## DESCRIPTION OF THE TASK
Pick out each line of the records in which the word "identifier" appears.

··· DATA EXTRACT ···

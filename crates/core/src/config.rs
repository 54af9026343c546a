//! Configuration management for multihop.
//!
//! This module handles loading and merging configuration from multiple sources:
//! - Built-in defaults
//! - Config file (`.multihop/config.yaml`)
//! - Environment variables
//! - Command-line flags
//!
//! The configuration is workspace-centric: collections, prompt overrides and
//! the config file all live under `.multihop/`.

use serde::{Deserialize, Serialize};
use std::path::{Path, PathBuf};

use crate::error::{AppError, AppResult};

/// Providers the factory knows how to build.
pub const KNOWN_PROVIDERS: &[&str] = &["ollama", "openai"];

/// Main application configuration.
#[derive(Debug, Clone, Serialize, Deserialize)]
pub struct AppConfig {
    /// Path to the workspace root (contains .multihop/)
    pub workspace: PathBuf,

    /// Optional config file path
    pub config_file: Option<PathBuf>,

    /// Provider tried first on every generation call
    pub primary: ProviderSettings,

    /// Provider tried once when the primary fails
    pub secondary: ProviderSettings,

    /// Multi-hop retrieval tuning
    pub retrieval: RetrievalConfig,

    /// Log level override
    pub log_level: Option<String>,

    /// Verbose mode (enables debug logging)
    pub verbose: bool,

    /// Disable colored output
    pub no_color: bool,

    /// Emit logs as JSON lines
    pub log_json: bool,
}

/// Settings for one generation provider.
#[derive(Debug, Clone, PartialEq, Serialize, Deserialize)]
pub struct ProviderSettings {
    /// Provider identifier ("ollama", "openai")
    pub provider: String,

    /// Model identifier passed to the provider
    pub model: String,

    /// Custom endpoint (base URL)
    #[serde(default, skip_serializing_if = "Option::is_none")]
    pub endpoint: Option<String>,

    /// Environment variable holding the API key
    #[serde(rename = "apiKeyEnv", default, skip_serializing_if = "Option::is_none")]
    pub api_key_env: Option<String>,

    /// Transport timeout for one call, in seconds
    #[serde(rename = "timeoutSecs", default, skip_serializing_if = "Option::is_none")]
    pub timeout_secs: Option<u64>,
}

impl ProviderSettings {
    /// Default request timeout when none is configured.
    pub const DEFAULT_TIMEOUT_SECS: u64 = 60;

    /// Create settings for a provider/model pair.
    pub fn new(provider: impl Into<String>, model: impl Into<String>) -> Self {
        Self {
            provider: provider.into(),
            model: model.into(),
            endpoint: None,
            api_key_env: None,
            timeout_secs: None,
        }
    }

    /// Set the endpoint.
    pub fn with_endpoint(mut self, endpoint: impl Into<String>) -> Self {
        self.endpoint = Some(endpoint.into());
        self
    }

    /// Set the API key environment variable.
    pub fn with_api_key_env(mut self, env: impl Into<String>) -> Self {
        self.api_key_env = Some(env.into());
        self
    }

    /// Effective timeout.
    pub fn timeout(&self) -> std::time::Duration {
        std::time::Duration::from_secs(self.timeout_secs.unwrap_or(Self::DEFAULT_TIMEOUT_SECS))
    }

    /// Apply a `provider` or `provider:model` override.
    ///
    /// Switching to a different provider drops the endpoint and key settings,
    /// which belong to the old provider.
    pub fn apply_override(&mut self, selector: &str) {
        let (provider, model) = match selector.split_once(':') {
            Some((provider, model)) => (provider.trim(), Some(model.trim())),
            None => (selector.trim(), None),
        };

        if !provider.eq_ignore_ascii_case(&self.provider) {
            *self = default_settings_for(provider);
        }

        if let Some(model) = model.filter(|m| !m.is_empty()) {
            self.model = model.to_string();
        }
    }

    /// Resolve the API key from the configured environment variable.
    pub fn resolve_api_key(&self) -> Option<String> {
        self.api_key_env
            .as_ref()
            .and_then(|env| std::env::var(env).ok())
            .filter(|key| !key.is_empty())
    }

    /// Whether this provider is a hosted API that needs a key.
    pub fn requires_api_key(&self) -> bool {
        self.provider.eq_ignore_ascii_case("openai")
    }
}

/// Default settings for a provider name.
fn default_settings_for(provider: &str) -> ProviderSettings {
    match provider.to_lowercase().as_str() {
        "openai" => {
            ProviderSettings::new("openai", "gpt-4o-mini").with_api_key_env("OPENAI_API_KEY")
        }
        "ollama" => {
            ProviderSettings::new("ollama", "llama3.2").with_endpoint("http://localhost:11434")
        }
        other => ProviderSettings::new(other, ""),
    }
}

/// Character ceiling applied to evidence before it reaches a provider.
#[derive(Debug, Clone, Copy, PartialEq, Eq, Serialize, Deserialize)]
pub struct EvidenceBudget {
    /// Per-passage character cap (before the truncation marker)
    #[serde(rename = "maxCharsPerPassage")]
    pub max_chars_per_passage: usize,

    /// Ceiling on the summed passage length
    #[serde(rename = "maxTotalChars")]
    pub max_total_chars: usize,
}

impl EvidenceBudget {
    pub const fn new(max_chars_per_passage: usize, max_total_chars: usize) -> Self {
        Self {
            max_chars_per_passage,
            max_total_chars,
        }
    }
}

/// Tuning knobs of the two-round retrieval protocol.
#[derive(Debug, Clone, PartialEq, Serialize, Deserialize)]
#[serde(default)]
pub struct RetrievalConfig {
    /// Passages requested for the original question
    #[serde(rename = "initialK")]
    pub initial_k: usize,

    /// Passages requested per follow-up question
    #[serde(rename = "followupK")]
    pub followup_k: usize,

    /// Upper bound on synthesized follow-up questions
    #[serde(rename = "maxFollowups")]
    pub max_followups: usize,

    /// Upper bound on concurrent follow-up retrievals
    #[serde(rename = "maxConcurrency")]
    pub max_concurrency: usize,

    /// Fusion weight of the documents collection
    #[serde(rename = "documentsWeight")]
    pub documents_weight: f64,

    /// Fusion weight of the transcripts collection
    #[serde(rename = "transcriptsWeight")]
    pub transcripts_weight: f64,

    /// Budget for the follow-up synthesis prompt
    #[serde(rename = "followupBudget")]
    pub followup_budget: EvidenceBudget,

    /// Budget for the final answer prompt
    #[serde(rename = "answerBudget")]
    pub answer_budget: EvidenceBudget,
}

···
··· DATA EXTRACT ···

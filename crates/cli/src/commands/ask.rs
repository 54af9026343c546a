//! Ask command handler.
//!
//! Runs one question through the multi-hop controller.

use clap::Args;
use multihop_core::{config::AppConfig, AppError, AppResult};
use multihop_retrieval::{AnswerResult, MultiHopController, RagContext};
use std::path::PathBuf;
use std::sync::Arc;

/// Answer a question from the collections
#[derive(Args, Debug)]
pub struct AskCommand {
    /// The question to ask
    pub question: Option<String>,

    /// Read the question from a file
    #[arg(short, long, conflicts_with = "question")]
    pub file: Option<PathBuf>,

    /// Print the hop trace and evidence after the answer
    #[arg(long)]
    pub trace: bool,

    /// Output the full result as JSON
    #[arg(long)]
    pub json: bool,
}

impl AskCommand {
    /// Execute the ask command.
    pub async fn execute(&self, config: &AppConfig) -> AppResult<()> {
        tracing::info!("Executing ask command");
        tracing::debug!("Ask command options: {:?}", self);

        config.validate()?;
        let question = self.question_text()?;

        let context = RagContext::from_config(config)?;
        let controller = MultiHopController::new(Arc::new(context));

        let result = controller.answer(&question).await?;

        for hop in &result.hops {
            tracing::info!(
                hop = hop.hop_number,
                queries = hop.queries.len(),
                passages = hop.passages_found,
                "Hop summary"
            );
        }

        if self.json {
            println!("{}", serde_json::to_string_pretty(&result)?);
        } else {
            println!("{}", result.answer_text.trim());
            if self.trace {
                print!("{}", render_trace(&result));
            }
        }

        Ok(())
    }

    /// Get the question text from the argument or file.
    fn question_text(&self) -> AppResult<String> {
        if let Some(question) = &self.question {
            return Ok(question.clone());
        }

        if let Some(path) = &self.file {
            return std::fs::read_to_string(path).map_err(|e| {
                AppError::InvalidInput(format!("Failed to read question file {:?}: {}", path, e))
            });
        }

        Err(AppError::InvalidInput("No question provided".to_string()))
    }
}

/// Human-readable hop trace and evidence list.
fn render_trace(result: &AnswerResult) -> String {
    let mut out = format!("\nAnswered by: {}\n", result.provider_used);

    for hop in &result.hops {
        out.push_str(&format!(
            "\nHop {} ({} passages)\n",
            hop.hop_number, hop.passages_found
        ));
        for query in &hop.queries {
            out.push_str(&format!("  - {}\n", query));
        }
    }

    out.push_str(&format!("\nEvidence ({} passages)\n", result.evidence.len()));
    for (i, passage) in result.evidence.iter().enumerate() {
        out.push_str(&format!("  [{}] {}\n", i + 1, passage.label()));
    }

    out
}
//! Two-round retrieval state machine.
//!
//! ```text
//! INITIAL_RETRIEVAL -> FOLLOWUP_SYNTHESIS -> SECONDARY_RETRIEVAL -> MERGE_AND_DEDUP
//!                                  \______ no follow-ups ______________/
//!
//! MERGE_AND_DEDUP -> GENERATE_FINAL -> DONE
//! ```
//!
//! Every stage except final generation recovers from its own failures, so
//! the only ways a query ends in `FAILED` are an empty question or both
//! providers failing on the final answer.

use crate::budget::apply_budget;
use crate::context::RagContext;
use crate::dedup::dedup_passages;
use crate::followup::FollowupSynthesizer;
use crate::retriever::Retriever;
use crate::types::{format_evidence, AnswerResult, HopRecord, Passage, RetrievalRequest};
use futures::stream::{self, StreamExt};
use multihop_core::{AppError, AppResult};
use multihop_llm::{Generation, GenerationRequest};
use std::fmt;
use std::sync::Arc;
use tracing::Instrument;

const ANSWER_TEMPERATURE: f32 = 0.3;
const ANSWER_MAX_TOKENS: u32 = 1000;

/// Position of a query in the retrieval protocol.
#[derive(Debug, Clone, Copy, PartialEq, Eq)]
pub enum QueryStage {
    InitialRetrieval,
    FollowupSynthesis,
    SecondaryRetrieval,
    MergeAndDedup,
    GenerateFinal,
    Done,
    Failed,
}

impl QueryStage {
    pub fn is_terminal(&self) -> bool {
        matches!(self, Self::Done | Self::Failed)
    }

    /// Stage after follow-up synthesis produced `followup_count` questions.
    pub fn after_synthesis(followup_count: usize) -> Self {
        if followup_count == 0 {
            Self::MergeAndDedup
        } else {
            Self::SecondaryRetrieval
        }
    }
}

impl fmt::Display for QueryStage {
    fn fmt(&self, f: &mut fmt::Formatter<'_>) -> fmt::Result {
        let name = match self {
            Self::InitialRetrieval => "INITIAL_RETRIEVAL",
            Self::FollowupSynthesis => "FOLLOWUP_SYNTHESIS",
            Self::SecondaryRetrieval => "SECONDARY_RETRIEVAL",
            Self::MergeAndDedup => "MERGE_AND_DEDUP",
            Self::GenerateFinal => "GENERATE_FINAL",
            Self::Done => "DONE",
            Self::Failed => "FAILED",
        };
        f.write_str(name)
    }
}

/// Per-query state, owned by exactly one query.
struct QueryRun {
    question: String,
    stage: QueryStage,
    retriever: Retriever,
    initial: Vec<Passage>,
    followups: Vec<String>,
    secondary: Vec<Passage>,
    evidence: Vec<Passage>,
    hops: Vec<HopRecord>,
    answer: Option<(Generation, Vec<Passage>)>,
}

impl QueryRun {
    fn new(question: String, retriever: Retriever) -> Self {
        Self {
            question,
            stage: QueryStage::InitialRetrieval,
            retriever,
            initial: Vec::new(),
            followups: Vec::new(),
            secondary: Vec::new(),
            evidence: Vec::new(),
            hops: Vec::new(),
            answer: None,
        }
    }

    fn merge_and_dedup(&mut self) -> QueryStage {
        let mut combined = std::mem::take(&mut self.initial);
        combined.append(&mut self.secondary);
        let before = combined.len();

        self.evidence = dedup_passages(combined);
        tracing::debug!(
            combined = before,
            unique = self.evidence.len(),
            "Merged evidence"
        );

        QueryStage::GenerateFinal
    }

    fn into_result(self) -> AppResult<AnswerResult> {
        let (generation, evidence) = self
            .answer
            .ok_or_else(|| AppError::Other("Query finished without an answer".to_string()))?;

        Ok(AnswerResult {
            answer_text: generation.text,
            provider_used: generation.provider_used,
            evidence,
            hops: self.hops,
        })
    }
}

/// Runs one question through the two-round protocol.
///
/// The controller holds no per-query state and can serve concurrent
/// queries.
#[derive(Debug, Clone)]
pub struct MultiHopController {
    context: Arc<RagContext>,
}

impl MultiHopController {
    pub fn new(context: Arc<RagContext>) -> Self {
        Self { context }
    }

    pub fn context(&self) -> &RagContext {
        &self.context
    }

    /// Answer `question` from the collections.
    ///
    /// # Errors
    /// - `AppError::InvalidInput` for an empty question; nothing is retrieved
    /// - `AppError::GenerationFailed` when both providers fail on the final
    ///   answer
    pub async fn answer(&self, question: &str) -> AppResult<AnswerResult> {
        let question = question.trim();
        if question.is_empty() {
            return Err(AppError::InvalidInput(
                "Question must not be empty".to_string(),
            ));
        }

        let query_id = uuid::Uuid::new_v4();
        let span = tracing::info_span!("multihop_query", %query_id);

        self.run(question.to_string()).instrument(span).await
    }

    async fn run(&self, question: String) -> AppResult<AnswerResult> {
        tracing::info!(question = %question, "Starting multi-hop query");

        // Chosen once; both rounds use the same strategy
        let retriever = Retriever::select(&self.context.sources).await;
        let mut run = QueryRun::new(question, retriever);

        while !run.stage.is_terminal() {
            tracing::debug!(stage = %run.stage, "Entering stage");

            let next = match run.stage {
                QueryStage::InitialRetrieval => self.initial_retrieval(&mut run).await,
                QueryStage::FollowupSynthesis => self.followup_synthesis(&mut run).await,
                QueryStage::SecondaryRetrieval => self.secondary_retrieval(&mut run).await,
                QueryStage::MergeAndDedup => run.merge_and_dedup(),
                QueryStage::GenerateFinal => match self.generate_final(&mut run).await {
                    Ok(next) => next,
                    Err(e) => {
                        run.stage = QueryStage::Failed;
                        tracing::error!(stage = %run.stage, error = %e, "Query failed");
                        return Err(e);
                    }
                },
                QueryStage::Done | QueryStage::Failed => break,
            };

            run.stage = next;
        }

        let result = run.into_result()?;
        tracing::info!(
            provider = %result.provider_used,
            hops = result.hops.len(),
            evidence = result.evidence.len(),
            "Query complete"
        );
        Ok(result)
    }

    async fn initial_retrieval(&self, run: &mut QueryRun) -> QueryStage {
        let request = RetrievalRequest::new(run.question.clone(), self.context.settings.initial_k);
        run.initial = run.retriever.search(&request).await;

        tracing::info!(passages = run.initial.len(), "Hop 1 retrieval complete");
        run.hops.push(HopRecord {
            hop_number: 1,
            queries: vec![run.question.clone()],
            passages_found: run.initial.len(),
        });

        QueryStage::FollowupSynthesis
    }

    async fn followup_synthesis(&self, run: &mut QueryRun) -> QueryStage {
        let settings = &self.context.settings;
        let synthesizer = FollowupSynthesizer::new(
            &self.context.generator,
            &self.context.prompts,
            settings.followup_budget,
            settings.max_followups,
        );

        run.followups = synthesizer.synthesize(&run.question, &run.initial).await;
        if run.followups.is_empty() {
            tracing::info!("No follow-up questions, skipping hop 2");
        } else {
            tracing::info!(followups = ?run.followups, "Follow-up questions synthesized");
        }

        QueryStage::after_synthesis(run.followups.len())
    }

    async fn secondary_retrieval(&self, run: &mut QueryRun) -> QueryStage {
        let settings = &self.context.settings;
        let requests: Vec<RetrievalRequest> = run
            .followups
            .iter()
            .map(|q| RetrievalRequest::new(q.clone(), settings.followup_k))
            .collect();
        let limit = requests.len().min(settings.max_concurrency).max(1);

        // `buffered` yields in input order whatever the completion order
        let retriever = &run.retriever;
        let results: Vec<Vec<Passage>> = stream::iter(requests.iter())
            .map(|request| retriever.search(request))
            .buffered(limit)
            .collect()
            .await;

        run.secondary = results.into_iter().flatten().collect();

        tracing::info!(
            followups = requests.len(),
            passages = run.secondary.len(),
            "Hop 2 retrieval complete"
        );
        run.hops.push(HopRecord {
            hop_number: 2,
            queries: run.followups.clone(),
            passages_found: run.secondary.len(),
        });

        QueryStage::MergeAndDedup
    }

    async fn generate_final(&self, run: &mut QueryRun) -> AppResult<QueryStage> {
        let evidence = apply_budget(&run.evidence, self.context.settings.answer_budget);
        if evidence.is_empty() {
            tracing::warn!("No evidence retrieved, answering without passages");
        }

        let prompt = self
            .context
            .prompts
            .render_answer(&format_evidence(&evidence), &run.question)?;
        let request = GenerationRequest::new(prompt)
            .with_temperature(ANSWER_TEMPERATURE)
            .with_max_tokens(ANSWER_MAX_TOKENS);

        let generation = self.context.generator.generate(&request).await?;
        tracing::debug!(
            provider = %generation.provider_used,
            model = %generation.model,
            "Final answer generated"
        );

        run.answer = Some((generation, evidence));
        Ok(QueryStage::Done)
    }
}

···
··· DATA EXTRACT ···

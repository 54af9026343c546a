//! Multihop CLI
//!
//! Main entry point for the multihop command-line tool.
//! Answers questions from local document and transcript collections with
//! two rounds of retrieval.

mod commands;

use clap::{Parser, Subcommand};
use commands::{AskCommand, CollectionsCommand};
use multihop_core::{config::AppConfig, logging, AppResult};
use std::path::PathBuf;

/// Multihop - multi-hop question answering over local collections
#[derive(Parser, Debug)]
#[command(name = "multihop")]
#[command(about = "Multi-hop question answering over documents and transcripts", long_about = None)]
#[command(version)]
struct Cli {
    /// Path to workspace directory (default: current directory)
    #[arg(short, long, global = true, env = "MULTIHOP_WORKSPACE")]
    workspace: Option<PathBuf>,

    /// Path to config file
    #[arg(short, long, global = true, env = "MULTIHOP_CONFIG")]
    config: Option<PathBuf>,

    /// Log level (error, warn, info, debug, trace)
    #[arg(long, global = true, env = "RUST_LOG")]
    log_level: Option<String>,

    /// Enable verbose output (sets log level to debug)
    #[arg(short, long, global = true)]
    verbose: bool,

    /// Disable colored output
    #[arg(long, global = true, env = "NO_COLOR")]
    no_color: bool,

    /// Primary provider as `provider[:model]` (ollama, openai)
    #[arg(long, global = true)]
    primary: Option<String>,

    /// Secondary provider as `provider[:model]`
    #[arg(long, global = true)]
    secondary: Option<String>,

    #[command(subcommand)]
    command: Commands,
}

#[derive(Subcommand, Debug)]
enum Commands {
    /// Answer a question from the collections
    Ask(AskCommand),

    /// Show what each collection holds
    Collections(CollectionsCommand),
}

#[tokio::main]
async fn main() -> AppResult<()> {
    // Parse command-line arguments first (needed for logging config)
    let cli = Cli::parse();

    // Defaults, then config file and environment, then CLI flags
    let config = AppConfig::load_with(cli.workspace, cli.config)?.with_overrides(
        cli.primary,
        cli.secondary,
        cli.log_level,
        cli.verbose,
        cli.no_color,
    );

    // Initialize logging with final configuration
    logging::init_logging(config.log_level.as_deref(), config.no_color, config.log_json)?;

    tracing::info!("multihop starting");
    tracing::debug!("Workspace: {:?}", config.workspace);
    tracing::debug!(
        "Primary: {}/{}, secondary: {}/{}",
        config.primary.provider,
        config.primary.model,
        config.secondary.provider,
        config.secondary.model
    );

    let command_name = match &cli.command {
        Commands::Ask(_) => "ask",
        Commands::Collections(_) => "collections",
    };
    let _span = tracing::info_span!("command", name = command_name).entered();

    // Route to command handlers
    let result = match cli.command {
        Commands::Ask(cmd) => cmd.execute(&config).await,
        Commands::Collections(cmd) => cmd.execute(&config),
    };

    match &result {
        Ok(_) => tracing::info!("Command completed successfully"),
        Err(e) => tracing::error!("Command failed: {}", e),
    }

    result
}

···

## RESPONSE
    /// Provider identifier ("ollama", "openai")
    /// Model identifier passed to the provider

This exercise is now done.